Among the lines below, a stretch begins at the one with "filename src/extractors/mod.rs" and ends at the one with "pub use vocabulary::Vocabulary;". Repeat that stretch exactly, ends included.

** Opening Material for the task block **

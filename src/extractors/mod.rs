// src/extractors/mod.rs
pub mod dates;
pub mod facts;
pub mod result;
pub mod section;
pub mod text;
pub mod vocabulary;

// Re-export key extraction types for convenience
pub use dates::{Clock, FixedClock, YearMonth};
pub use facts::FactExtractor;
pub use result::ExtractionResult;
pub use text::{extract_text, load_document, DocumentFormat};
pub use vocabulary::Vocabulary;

** Closing Material for the task block **
** Opening Material for the task block **

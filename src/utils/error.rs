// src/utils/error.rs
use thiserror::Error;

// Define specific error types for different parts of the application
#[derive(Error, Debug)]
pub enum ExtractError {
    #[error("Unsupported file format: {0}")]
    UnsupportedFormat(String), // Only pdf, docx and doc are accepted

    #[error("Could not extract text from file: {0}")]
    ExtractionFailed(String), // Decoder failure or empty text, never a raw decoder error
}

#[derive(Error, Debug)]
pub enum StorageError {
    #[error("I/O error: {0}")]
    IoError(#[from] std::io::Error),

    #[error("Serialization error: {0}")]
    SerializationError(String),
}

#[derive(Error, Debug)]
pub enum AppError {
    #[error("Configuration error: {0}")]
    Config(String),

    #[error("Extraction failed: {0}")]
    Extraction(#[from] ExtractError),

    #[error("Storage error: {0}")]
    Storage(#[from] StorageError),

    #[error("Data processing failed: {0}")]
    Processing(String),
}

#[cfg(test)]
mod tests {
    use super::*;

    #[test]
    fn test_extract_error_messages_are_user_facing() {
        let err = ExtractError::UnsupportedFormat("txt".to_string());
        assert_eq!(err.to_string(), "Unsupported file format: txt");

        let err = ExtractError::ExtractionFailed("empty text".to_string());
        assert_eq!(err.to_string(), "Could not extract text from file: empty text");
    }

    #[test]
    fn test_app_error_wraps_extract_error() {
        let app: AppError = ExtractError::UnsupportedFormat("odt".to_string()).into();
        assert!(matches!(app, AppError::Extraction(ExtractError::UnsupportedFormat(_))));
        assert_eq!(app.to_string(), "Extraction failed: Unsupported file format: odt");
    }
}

** Closing Material for the task block **
** Opening Material for the task block **

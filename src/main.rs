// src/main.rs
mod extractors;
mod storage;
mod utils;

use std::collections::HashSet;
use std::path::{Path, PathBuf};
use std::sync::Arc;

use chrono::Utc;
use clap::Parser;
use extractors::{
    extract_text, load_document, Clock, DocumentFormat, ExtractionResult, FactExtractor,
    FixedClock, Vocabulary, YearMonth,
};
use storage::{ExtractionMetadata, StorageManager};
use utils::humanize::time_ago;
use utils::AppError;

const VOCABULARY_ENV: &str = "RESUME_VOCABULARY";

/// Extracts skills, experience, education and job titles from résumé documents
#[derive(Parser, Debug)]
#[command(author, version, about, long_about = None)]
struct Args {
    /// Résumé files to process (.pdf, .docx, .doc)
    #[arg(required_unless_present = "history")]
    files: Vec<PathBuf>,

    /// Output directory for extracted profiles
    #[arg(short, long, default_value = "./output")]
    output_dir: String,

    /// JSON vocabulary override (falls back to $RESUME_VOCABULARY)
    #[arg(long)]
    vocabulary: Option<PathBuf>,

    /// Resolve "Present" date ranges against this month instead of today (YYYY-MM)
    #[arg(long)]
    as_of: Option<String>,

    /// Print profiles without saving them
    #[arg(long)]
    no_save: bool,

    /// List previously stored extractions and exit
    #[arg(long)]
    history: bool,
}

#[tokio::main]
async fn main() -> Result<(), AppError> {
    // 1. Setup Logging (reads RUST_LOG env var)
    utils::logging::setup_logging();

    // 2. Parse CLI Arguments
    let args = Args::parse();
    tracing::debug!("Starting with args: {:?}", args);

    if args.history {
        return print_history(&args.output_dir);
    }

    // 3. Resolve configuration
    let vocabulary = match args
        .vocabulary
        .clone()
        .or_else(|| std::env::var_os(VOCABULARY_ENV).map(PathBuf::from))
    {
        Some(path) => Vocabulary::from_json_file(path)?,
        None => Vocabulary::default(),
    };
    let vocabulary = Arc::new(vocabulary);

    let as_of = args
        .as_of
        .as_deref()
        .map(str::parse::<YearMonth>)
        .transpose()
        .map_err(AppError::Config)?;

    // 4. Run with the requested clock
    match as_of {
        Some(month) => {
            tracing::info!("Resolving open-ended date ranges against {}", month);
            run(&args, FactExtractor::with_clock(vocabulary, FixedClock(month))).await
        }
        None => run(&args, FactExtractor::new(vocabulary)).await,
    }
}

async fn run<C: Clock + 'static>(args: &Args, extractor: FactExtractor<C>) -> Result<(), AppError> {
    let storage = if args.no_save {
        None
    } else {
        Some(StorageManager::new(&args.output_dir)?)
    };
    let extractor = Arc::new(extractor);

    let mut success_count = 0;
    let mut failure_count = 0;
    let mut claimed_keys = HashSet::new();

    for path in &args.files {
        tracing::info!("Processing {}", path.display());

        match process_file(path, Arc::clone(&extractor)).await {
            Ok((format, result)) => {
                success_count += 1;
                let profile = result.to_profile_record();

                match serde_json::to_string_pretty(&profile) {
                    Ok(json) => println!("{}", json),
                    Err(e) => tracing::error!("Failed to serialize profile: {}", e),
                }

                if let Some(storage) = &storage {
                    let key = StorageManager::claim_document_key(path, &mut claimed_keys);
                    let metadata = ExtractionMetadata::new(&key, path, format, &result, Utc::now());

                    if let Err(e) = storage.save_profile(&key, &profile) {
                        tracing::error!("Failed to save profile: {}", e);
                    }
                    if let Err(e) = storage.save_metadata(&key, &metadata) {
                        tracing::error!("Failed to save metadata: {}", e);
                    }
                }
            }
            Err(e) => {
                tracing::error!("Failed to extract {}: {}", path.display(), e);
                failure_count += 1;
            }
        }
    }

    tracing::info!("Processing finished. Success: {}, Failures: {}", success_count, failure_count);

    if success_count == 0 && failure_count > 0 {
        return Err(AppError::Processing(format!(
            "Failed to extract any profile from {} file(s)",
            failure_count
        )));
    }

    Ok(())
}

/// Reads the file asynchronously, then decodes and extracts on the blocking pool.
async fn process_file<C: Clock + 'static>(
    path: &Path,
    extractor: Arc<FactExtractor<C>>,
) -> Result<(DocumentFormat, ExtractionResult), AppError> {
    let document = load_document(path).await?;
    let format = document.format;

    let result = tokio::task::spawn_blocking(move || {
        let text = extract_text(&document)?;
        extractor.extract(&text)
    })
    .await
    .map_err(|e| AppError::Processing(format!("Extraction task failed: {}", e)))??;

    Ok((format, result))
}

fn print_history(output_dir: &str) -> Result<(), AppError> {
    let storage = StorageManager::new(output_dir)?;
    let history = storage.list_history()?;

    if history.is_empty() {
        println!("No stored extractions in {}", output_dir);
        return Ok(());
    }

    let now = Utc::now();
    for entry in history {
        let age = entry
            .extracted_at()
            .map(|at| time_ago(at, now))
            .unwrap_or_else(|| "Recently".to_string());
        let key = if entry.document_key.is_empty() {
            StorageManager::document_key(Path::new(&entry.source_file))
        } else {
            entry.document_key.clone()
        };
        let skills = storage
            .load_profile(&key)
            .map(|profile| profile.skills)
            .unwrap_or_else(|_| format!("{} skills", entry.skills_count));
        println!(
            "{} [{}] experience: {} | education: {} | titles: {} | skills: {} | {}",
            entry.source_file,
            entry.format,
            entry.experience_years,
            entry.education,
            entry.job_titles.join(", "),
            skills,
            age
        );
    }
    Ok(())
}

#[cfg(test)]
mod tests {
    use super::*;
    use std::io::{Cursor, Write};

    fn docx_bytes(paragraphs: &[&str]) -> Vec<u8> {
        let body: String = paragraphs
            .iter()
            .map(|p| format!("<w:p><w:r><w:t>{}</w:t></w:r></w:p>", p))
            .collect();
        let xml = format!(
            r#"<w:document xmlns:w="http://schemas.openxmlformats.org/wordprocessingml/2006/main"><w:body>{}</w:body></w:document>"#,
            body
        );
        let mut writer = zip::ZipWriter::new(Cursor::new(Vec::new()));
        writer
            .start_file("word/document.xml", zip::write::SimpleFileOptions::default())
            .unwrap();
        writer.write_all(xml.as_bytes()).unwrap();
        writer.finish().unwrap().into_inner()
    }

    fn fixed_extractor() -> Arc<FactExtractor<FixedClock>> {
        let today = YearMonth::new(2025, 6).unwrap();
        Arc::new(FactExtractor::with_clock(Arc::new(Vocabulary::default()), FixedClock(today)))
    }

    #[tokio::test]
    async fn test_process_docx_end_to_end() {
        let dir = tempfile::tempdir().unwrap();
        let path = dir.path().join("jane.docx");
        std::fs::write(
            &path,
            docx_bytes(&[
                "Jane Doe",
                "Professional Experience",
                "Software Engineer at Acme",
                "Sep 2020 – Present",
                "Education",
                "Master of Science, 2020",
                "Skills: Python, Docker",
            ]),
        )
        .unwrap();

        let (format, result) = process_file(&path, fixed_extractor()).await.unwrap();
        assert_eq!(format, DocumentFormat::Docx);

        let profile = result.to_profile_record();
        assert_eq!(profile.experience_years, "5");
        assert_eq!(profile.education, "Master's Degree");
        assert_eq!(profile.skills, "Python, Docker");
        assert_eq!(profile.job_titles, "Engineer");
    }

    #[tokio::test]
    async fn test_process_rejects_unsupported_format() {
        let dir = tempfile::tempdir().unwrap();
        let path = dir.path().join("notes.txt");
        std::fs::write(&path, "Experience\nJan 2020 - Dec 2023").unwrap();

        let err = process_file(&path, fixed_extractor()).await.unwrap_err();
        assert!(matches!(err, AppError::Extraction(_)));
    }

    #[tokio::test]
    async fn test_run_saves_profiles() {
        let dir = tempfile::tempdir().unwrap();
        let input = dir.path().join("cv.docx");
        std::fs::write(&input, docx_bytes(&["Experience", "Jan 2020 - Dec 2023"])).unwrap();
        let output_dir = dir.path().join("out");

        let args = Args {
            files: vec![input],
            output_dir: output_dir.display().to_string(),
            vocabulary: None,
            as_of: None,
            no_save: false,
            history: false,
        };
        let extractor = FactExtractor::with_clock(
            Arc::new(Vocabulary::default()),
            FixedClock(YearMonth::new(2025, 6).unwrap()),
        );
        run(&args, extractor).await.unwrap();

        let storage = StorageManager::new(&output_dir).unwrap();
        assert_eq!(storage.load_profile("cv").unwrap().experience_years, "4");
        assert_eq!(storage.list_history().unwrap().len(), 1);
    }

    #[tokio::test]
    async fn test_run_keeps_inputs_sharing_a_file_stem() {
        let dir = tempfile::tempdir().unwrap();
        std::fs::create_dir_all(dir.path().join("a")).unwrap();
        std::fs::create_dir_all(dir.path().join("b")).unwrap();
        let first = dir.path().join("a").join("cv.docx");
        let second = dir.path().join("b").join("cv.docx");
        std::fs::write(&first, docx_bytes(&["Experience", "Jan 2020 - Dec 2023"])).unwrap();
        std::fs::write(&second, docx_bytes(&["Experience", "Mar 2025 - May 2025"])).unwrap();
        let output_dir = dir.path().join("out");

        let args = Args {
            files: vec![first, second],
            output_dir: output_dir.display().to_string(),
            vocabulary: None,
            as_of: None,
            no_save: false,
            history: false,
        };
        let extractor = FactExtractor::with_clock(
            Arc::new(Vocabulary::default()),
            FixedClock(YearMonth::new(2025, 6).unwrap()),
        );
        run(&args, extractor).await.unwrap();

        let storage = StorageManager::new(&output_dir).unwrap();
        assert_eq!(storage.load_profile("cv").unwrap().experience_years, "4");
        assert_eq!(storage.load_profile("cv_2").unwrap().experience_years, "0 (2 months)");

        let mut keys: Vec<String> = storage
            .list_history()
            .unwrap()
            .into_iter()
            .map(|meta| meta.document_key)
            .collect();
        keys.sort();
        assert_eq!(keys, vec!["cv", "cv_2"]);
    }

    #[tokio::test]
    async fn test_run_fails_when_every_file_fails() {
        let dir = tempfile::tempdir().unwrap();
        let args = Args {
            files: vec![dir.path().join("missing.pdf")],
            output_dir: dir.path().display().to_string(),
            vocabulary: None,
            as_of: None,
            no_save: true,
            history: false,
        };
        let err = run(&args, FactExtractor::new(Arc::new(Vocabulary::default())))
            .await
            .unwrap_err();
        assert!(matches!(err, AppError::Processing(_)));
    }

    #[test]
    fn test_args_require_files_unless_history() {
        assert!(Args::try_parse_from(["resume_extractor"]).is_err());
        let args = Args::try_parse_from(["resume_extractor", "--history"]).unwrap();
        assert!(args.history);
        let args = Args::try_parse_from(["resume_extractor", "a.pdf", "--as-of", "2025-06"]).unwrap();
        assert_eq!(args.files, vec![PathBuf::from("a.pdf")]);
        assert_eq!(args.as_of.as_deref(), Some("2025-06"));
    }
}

** Closing Material for the task block **

Result of the exercise —
filename src/extractors/mod.rs
// src/extractors/mod.rs
pub mod dates;
pub mod facts;
pub mod result;
pub mod section;
pub mod text;
pub mod vocabulary;

// Re-export key extraction types for convenience
pub use dates::{Clock, FixedClock, YearMonth};
pub use facts::FactExtractor;
pub use result::ExtractionResult;
pub use text::{extract_text, load_document, DocumentFormat};
pub use vocabulary::Vocabulary;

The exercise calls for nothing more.